Upstream from Marlow
Shetland 27 ‘NAIAD II’ Goes as far as possible West
by David Horn, February 2017
Tuesday 16th August 2016 was a beautiful hot day, ideal for starting a River Thames Cruise. With NAIAD visible on her pontoon from the window it was just a matter of shopping for perishables and loading last minute things before casting off late morning.
Passed Bisham church and Bisham Abbey en route to our first lock at Temple in a mile and a half. Then the short stretch to Hurley lock with a pleasant wait overlooking the mostly covered vanished slipper launches in Peter Freebody’s yard. Beyond was Medmenham, the once home of Sir Francis Dashwood and the Hellfire Club which closed in 1774. Then going alongside a field between trees we hammered the mooring spikes into the ground for a long lazy light lunch. Sheep too were munching their lunch as we soaked up the vitamin D before the short hop to Hambleden weir. Three small canoes played in the turbulent downstream water. Just through the lock we spied the lovely little ketch ‘LUTRA’ whose photo won a box of chocolates at Cast Off !!
Being mid- August the Henley Regatta restrictions had been removed so it was easy to moor alongside in Remenham but difficult not to tread on duck droppings in the process! The spot we chose was reserved for the weekend as the site was being prepared for the Henley 80’s Pop Festival. For this, according to the collector of the £8 mooring fee, 4,000people had already booked!

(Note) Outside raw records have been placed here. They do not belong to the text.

use thiserror::Error;

/// Top-level error type exposed by the engine to CLI callers.
#[derive(Debug, Error)]
pub enum EngineError {
    #[error("configuration error: {0}")]
    Config(String),

    #[error("load error: {0}")]
    Load(#[from] kubeaudit_core::LoadError),

    #[error("rule evaluation error: {0}")]
    Rule(#[from] RuleError),

    #[error("internal error: {0}")]
    Internal(#[from] anyhow::Error),
}

/// A rule that failed while evaluating one unit.
///
/// These never abort a run; the failing rule's results for that unit are
/// discarded and everything else proceeds.
#[derive(Debug, Error)]
pub enum RuleError {
    #[error("rule {rule_id} panicked while evaluating {unit}")]
    Panicked { rule_id: String, unit: String },
}

#[cfg(test)]
mod tests {
    use super::*;

    #[test]
    fn config_error_display() {
        let err = EngineError::Config("no rules selected".to_string());
        assert_eq!(err.to_string(), "configuration error: no rules selected");
    }

    #[test]
    fn rule_error_display() {
        let err = RuleError::Panicked {
            rule_id: "K8S001".to_string(),
            unit: "pkg/controllers".to_string(),
        };
        assert!(err.to_string().contains("K8S001"));
        assert!(err.to_string().contains("pkg/controllers"));
    }

    #[test]
    fn engine_error_from_rule_error() {
        let err: EngineError = RuleError::Panicked {
            rule_id: "K8S002".to_string(),
            unit: "p".to_string(),
        }
        .into();
        assert!(err.to_string().contains("rule evaluation error"));
    }
}
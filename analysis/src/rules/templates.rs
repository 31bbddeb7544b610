//! Algorithm templates shared by rule families. Within a family only the
//! matched symbol sets and messages differ.

use tree_sitter::Node;

use kubeaudit_core::{walk, Flow, ScopeFrame, SemanticUnit, UnitFile, Visitor};

use crate::finding::RuleFinding;
use crate::hotpath::is_hot_path;
use crate::watchlists::{ResolutionTier, SymbolSet};

/// Construct-in-hot-path-or-loop template: flag calls resolving to a watched
/// constructor when the call site sits inside a loop, or when the enclosing
/// function is a hot path (and not `init`).
pub(crate) fn flag_constructions(
    unit: &SemanticUnit,
    watched: &SymbolSet,
    tier: ResolutionTier,
    loop_message: &str,
    hot_path_message: &str,
) -> Vec<RuleFinding> {
    struct ConstructVisitor<'t, 'a> {
        file: &'t UnitFile,
        watched: &'a SymbolSet,
        tier: ResolutionTier,
        loop_message: &'a str,
        hot_path_message: &'a str,
        findings: Vec<RuleFinding>,
    }

    impl<'t> Visitor<'t> for ConstructVisitor<'t, '_> {
        fn enter(&mut self, node: Node<'t>, scope: &ScopeFrame) -> Flow {
            if node.kind() != "call_expression" {
                return Flow::Continue;
            }
            let target = self.file.resolver().resolve_call_target(node);
            if !self.watched.matches(&target, self.tier) {
                return Flow::Continue;
            }
            if scope.loop_depth > 0 {
                self.findings.push(RuleFinding::at(
                    &self.file.parsed,
                    &node,
                    self.loop_message,
                ));
            } else if let Some(func) = &scope.enclosing_function {
                if is_hot_path(func, &self.file.imports) {
                    self.findings.push(RuleFinding::at(
                        &self.file.parsed,
                        &node,
                        self.hot_path_message,
                    ));
                }
            }
            Flow::Continue
        }
    }

    let mut findings = Vec::new();
    for file in &unit.files {
        let mut visitor = ConstructVisitor {
            file,
            watched,
            tier,
            loop_message,
            hot_path_message,
            findings: Vec::new(),
        };
        walk(&file.parsed, &mut visitor);
        findings.append(&mut visitor.findings);
    }
    findings
}
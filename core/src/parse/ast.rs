use serde::{Deserialize, Serialize};
use std::sync::Arc;
use tree_sitter::{Node, Tree};

/// Engine-internal identifier for a file within one audit run.
#[derive(Debug, Clone, Copy, PartialEq, Eq, Hash, Serialize, Deserialize)]
pub struct FileId(pub u64);

/// Text range in (line, col) space; 0-based. Findings convert to 1-based
/// positions when they are emitted.
#[derive(Debug, Clone, Copy, PartialEq, Eq, Serialize, Deserialize)]
pub struct TextRange {
    pub start_line: u32,
    pub start_col: u32,
    pub end_line: u32,
    pub end_col: u32,
}

/// Lightweight handle to "where in the AST" something lives.
#[derive(Debug, Clone, PartialEq, Eq, Serialize, Deserialize)]
pub struct AstLocation {
    pub file_id: FileId,
    pub range: TextRange,
}

/// A fully parsed Go source file: source text plus its tree-sitter AST.
#[derive(Debug)]
pub struct ParsedFile {
    pub file_id: FileId,
    pub path: String,
    pub source: Arc<String>,
    pub tree: Tree,
}

impl ParsedFile {
    /// Convert a tree-sitter node range into a TextRange.
    pub fn location_for_node(&self, node: &Node) -> AstLocation {
        let range = node.range();
        let start = range.start_point;
        let end = range.end_point;

        AstLocation {
            file_id: self.file_id,
            range: TextRange {
                start_line: start.row as u32,
                start_col: start.column as u32,
                end_line: end.row as u32,
                end_col: end.column as u32,
            },
        }
    }

    /// Get the exact source text for a node.
    pub fn text_for_node(&self, node: &Node) -> String {
        let byte_range = node.byte_range();
        self.source[byte_range.start..byte_range.end].to_string()
    }

    /// The root node of the syntax tree.
    pub fn root(&self) -> Node<'_> {
        self.tree.root_node()
    }
}

#[cfg(test)]
mod tests {
    use super::*;
    use crate::parse::go::parse_go_file;
    use crate::types::SourceFile;
    use std::collections::HashSet;

    fn parse(code: &str) -> ParsedFile {
        let sf = SourceFile::new("test.go", code);
        parse_go_file(FileId(1), &sf).unwrap()
    }

    #[test]
    fn file_id_equality_and_hash() {
        let mut set = HashSet::new();
        set.insert(FileId(1));
        set.insert(FileId(2));
        set.insert(FileId(1));
        assert_eq!(set.len(), 2);
        assert!(set.contains(&FileId(1)));
        assert!(!set.contains(&FileId(3)));
    }

    #[test]
    fn file_id_serialize_roundtrip() {
        let id = FileId(999);
        let json = serde_json::to_string(&id).unwrap();
        let back: FileId = serde_json::from_str(&json).unwrap();
        assert_eq!(id, back);
    }

    #[test]
    fn location_for_node_simple() {
        let parsed = parse("package main");
        let root = parsed.root();
        let loc = parsed.location_for_node(&root);
        assert_eq!(loc.file_id, FileId(1));
        assert_eq!(loc.range.start_line, 0);
        assert_eq!(loc.range.start_col, 0);
    }

    #[test]
    fn location_for_node_multiline() {
        let parsed = parse("package main\n\nfunc f() {\n}\n");
        let root = parsed.root();
        let mut func = None;
        for i in 0..root.child_count() {
            let c = root.child(i).unwrap();
            if c.kind() == "function_declaration" {
                func = Some(c);
            }
        }
        let func = func.expect("function_declaration");
        let loc = parsed.location_for_node(&func);
        assert_eq!(loc.range.start_line, 2);
        assert_eq!(loc.range.end_line, 3);
    }

    #[test]
    fn text_for_node_whole_file() {
        let code = "package main\n\nvar x = 42\n";
        let parsed = parse(code);
        let root = parsed.root();
        assert_eq!(parsed.text_for_node(&root), code);
    }

    #[test]
    fn text_for_node_identifier() {
        let parsed = parse("package main\n\nfunc helper() {}\n");
        let root = parsed.root();
        let mut name = None;
        for i in 0..root.child_count() {
            let c = root.child(i).unwrap();
            if c.kind() == "function_declaration" {
                name = c.child_by_field_name("name");
            }
        }
        let name = name.expect("name node");
        assert_eq!(parsed.text_for_node(&name), "helper");
    }

    #[test]
    fn source_is_shared_via_arc() {
        let parsed = parse("package main");
        let clone = Arc::clone(&parsed.source);
        assert_eq!(*clone, "package main");
        assert_eq!(Arc::strong_count(&parsed.source), 2);
    }
}
/// True if any argument is a known list option: an `InNamespace`/
/// `MatchingLabels`/`MatchingFields` call or a literal with selector fields.
pub fn args_contain_kube_options(parsed: &ParsedFile, args: &[Node]) -> bool {
    for arg in args {
        match arg.kind() {
            "call_expression" => {
                let callee = parsed.text_for_node(&callee_node(*arg));
                if matches!(
                    callee.as_str(),
                    "InNamespace" | "MatchingLabels" | "MatchingFields" | "MatchingFieldsSelector"
                ) {
                    return true;
                }
            }
            "composite_literal" => {
                for (key, _) in keyed_fields(parsed, *arg) {
                    if key == "LabelSelector" || key == "FieldSelector" {
                        return true;
                    }
                }
            }
            _ => {}
        }
    }
    false
}

/// True if the subtree contains a call that counts as backoff: `time.Sleep`
/// (resolved or syntactic) or a callee named in `names`.
pub fn subtree_has_backoff_call(file: &UnitFile, root: Node, names: &[&str]) -> bool {
    let mut found = false;
    visit_subtree(root, &mut |node| {
        if found || node.kind() != "call_expression" {
            return;
        }
        let target = file.resolver().resolve_call_target(node);
        match &target {
            CallTarget::Resolved(sym) => {
                if (sym.package == "time" && sym.name == "Sleep") || names.contains(&sym.name.as_str())
                {
                    found = true;
                }
            }
            CallTarget::Method { name } | CallTarget::Local(name) => {
                if names.contains(&name.as_str()) {
                    found = true;
                }
            }
            CallTarget::Unresolved => {}
        }
    });
    found
}
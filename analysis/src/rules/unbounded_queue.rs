//! K8S013: flags workqueue construction without a rate limiter.

use async_trait::async_trait;
use tree_sitter::Node;

use kubeaudit_core::{walk, Flow, ScopeFrame, SemanticUnit, UnitFile, Visitor};

use crate::finding::RuleFinding;
use crate::rules::Rule;
use crate::watchlists::{ResolutionTier, UNBOUNDED_WORKQUEUE};

#[derive(Debug, Default)]
pub struct UnboundedQueueRule;

impl UnboundedQueueRule {
    pub fn new() -> Self {
        Self
    }
}

struct QueueVisitor<'t, 'a> {
    file: &'t UnitFile,
    findings: &'a mut Vec<RuleFinding>,
}

impl<'t> Visitor<'t> for QueueVisitor<'t, '_> {
    fn enter(&mut self, node: Node<'t>, _scope: &ScopeFrame) -> Flow {
        if node.kind() == "call_expression" {
            let target = self.file.resolver().resolve_call_target(node);
            if UNBOUNDED_WORKQUEUE.matches(&target, ResolutionTier::Precise) {
                self.findings.push(RuleFinding::at(
                    &self.file.parsed,
                    &node,
                    "workqueue constructed without a rate limiter; use NewRateLimitingQueue or a RateLimitingInterface",
                ));
            }
        }
        Flow::Continue
    }
}

#[async_trait]
impl Rule for UnboundedQueueRule {
    fn id(&self) -> &'static str {
        "K8S013"
    }

    fn title(&self) -> &'static str {
        "Unbounded workqueue without rate limiter"
    }

    fn suggestion(&self) -> &'static str {
        "Use RateLimitingInterface and backoff"
    }

    async fn evaluate(&self, unit: &SemanticUnit) -> Vec<RuleFinding> {
        let mut findings = Vec::new();
        for file in &unit.files {
            let mut visitor = QueueVisitor {
                file,
                findings: &mut findings,
            };
            walk(&file.parsed, &mut visitor);
        }
        findings
    }
}
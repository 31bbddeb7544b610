//! Standard exit codes for the kubeaudit CLI.

/// Clean run, no findings.
pub const EXIT_OK: i32 = 0;
/// Run completed and produced findings.
pub const EXIT_FINDINGS: i32 = 1;
/// Runtime failure (load error, network error, git failure).
pub const EXIT_ERROR: i32 = 2;
/// Invalid configuration or usage.
pub const EXIT_CONFIG_ERROR: i32 = 3;
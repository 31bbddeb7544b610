//! K8S060: flags http.Client/http.Server literals in webhook code without
//! timeouts. Name-tier by design: webhook packages often lack resolvable
//! type info for net/http wrappers, so the match is on the literal's type
//! name.

use async_trait::async_trait;
use tree_sitter::Node;

use kubeaudit_core::{walk, Flow, ScopeFrame, SemanticUnit, TypeTarget, UnitFile, Visitor};

use crate::finding::RuleFinding;
use crate::rules::helpers::{is_zero_literal, keyed_fields};
use crate::rules::Rule;

#[derive(Debug, Default)]
pub struct WebhookTimeoutsRule;

impl WebhookTimeoutsRule {
    pub fn new() -> Self {
        Self
    }
}

struct TimeoutsVisitor<'t, 'a> {
    file: &'t UnitFile,
    findings: &'a mut Vec<RuleFinding>,
}

impl<'t> Visitor<'t> for TimeoutsVisitor<'t, '_> {
    fn enter(&mut self, node: Node<'t>, _scope: &ScopeFrame) -> Flow {
        if node.kind() != "composite_literal" {
            return Flow::Continue;
        }
        let type_name = match self.file.resolver().resolve_literal_type(node) {
            TypeTarget::Resolved(t) => {
                if t.package == "net/http" {
                    Some(t.name)
                } else {
                    None
                }
            }
            TypeTarget::Named { name, .. } => Some(name),
            TypeTarget::Unknown => None,
        };
        let (is_client, is_server) = match type_name.as_deref() {
            Some("Client") => (true, false),
            Some("Server") => (false, true),
            _ => (false, false),
        };
        if !is_client && !is_server {
            return Flow::Continue;
        }

        let parsed = &self.file.parsed;
        let mut has_timeout = false;
        let mut zero_timeout = false;
        for (key, value) in keyed_fields(parsed, node) {
            let relevant = if is_client {
                key == "Timeout"
            } else {
                matches!(key.as_str(), "ReadTimeout" | "WriteTimeout" | "IdleTimeout")
            };
            if relevant {
                has_timeout = true;
                if is_zero_literal(parsed, value) {
                    zero_timeout = true;
                }
            }
        }
        if !has_timeout || zero_timeout {
            self.findings.push(RuleFinding::at(
                parsed,
                &node,
                "webhook HTTP client/server missing or having zero timeouts; set conservative timeouts",
            ));
        }
        Flow::Continue
    }
}

#[async_trait]
impl Rule for WebhookTimeoutsRule {
    fn id(&self) -> &'static str {
        "K8S060"
    }

    fn title(&self) -> &'static str {
        "Webhook HTTP timeouts missing/zero"
    }

    fn suggestion(&self) -> &'static str {
        "Set client/server timeouts"
    }

    async fn evaluate(&self, unit: &SemanticUnit) -> Vec<RuleFinding> {
        let mut findings = Vec::new();
        for file in &unit.files {
            let mut visitor = TimeoutsVisitor {
                file,
                findings: &mut findings,
            };
            walk(&file.parsed, &mut visitor);
        }
        findings
    }
}
//! K8S031: flags branches that detect transient network errors and give up
//! without any retry/backoff.
//!
//! The transient-error identifiers are a loose heuristic, so this rule is
//! disabled by default.

use async_trait::async_trait;
use tree_sitter::Node;

use kubeaudit_core::{walk, Flow, ScopeFrame, SemanticUnit, UnitFile, Visitor};

use crate::finding::RuleFinding;
use crate::rules::helpers::{subtree_has_backoff_call, subtree_mentions_ident};
use crate::rules::Rule;
use crate::watchlists::{is_kubernetes_path, BACKOFF_NAMES, TRANSIENT_ERROR_IDENTS};

#[derive(Debug, Default)]
pub struct NoRetryTransientRule;

impl NoRetryTransientRule {
    pub fn new() -> Self {
        Self
    }
}

struct TransientVisitor<'t, 'a> {
    file: &'t UnitFile,
    findings: &'a mut Vec<RuleFinding>,
}

impl<'t> Visitor<'t> for TransientVisitor<'t, '_> {
    fn enter(&mut self, node: Node<'t>, _scope: &ScopeFrame) -> Flow {
        if node.kind() != "if_statement" {
            return Flow::Continue;
        }
        let Some(condition) = node.child_by_field_name("condition") else {
            return Flow::Continue;
        };
        if !subtree_mentions_ident(&self.file.parsed, condition, TRANSIENT_ERROR_IDENTS) {
            return Flow::Continue;
        }
        let Some(body) = node.child_by_field_name("consequence") else {
            return Flow::Continue;
        };
        if !subtree_has_backoff_call(self.file, body, BACKOFF_NAMES) {
            self.findings.push(RuleFinding::at(
                &self.file.parsed,
                &node,
                "Kubernetes-related transient error handled without retry/backoff",
            ));
        }
        Flow::Continue
    }
}

#[async_trait]
impl Rule for NoRetryTransientRule {
    fn id(&self) -> &'static str {
        "K8S031"
    }

    fn title(&self) -> &'static str {
        "Transient error without retry"
    }

    fn suggestion(&self) -> &'static str {
        "Retry transient errors with backoff"
    }

    async fn evaluate(&self, unit: &SemanticUnit) -> Vec<RuleFinding> {
        // Only meaningful for code that talks to the Kubernetes API.
        if !unit.imports_any(is_kubernetes_path) {
            return Vec::new();
        }
        let mut findings = Vec::new();
        for file in &unit.files {
            let mut visitor = TransientVisitor {
                file,
                findings: &mut findings,
            };
            walk(&file.parsed, &mut visitor);
        }
        findings
    }
}
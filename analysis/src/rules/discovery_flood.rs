//! K8S070: flags discovery client or RESTMapper setup inside loops.
//!
//! Discovery enumerates every API group/version; rebuilding it per iteration
//! floods the API server.

use async_trait::async_trait;
use tree_sitter::Node;

use kubeaudit_core::{walk, Flow, ScopeFrame, SemanticUnit, UnitFile, Visitor};

use crate::finding::RuleFinding;
use crate::rules::Rule;
use crate::watchlists::{ResolutionTier, DISCOVERY_SETUP};

#[derive(Debug, Default)]
pub struct DiscoveryFloodRule;

impl DiscoveryFloodRule {
    pub fn new() -> Self {
        Self
    }
}

struct FloodVisitor<'t, 'a> {
    file: &'t UnitFile,
    /// One entry per enclosing loop: did it contain a discovery setup call?
    loop_stack: Vec<bool>,
    findings: &'a mut Vec<RuleFinding>,
}

impl<'t> Visitor<'t> for FloodVisitor<'t, '_> {
    fn enter(&mut self, node: Node<'t>, _scope: &ScopeFrame) -> Flow {
        match node.kind() {
            "for_statement" => self.loop_stack.push(false),
            "call_expression" => {
                if !self.loop_stack.is_empty() {
                    let target = self.file.resolver().resolve_call_target(node);
                    if DISCOVERY_SETUP.matches(&target, ResolutionTier::Precise) {
                        if let Some(top) = self.loop_stack.last_mut() {
                            *top = true;
                        }
                    }
                }
            }
            _ => {}
        }
        Flow::Continue
    }

    fn leave(&mut self, node: Node<'t>, _scope: &ScopeFrame) {
        if node.kind() == "for_statement" {
            if self.loop_stack.pop() == Some(true) {
                self.findings.push(RuleFinding::at(
                    &self.file.parsed,
                    &node,
                    "repeated discovery/RESTMapper setup inside loop; cache and reuse to avoid API server flood",
                ));
            }
        }
    }
}

#[async_trait]
impl Rule for DiscoveryFloodRule {
    fn id(&self) -> &'static str {
        "K8S070"
    }

    fn title(&self) -> &'static str {
        "Discovery/RESTMapper flood"
    }

    fn suggestion(&self) -> &'static str {
        "Cache and reuse discovery/RESTMapper"
    }

    async fn evaluate(&self, unit: &SemanticUnit) -> Vec<RuleFinding> {
        let mut findings = Vec::new();
        for file in &unit.files {
            let mut visitor = FloodVisitor {
                file,
                loop_stack: Vec::new(),
                findings: &mut findings,
            };
            walk(&file.parsed, &mut visitor);
        }
        findings
    }
}

#[cfg(test)]
mod tests {
    use super::*;
    use crate::rules::helpers::testutil::unit;

    #[tokio::test]
    async fn flags_discovery_client_in_loop() {
        let rule = DiscoveryFloodRule::new();
        let unit = unit(
            r#"
package main

import "k8s.io/client-go/discovery"

func resolveAll(cfg *rest.Config, gvks []string) {
    for range gvks {
        discovery.NewDiscoveryClientForConfig(cfg)
    }
}
"#,
        );
        let findings = rule.evaluate(&unit).await;
        assert_eq!(findings.len(), 1);
    }

    #[tokio::test]
    async fn flags_deferred_mapper_in_loop() {
        let rule = DiscoveryFloodRule::new();
        let unit = unit(
            r#"
package main

import "k8s.io/client-go/restmapper"

func mapAll(dc DiscoveryInterface, items []Item) {
    for _, it := range items {
        m := restmapper.NewDeferredDiscoveryRESTMapper(dc)
        _ = m
        _ = it
    }
}
"#,
        );
        let findings = rule.evaluate(&unit).await;
        assert_eq!(findings.len(), 1);
    }

    #[tokio::test]
    async fn setup_outside_loop_is_clean() {
        let rule = DiscoveryFloodRule::new();
        let unit = unit(
            r#"
package main

import "k8s.io/client-go/discovery"

func setup(cfg *rest.Config) {
    discovery.NewDiscoveryClientForConfig(cfg)
}
"#,
        );
        assert!(rule.evaluate(&unit).await.is_empty());
    }

    #[tokio::test]
    async fn unresolved_same_name_is_ignored() {
        let rule = DiscoveryFloodRule::new();
        let unit = unit(
            r#"
package main

func resolveAll(items []Item) {
    for _, it := range items {
        NewDeferredDiscoveryRESTMapper(it)
    }
}
"#,
        );
        // Precise-tier rule: a bare name never matches.
        assert!(rule.evaluate(&unit).await.is_empty());
    }
}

The walk into Henley past the Rowing Clubs and over the bridge to the Angel Pub alongside it proved longer than anticipated. Fortunately, Mike and Cate Goffe who we joined for supper at the Angel kindly gave us a lift to Remenham Church so the walk back to the boat in the dark was much shorter.
There is a tendency to think of the River Thames as flowing from West to East and hence refer to the North or South bank. This is fine at home in Marlow but in Henley the road runs east/west over the bridge as the river flows south to north at this point. Using Left or Right hand bank going up stream is far less confusing. So, the busy park and Rowing Museum moorings on the right bank lead into Henley’s ‘Marsh’ lock. Here there was a touch of James Bond as we followed ‘Casino Royal’. In continuing brilliant weather it was lunch again between trees on The Lynch, a wooded island just beyond Shiplake College. No sheep this time but several families with lots of energetic children and several small day boats.
Sonning Lock was passed without sight of the nearby celebrities - Mays & Cloonies. As Caversham Lock drew near it was fortunately noticed that the holding tank Red Light was ON! We were almost outside the Better Boating Co. so it was an unplanned pump out and, while we were at it, a top up with ‘red’ diesel.
Reading seen from the river is far better than from the roads. Another festival was in preparation on their enormous site with even a temporary pedestrian bridge being built across to the Oxfordshire side. By the time we were through Mapleduram lock it was find-a-spot-for-the-night time but we made the mistake of rejecting one close-by because of masses of geese poo. Several attempts at getting alongside tempting looking spots on the left bank lead to vigorous reversing and much churned up mud before getting to the National Trust field just before the next lock only to find all the spaces taken. So back the two miles, not obeying the 8 kmh ( an exciting 4.3 knots! ) speed limit, to join the geese in preference to operating Whitchurch Lock ourselves and hoping for something better up-stream. It was actually a very nice spot and we did not begrudge the £5 fee collected by an estate worker next morning.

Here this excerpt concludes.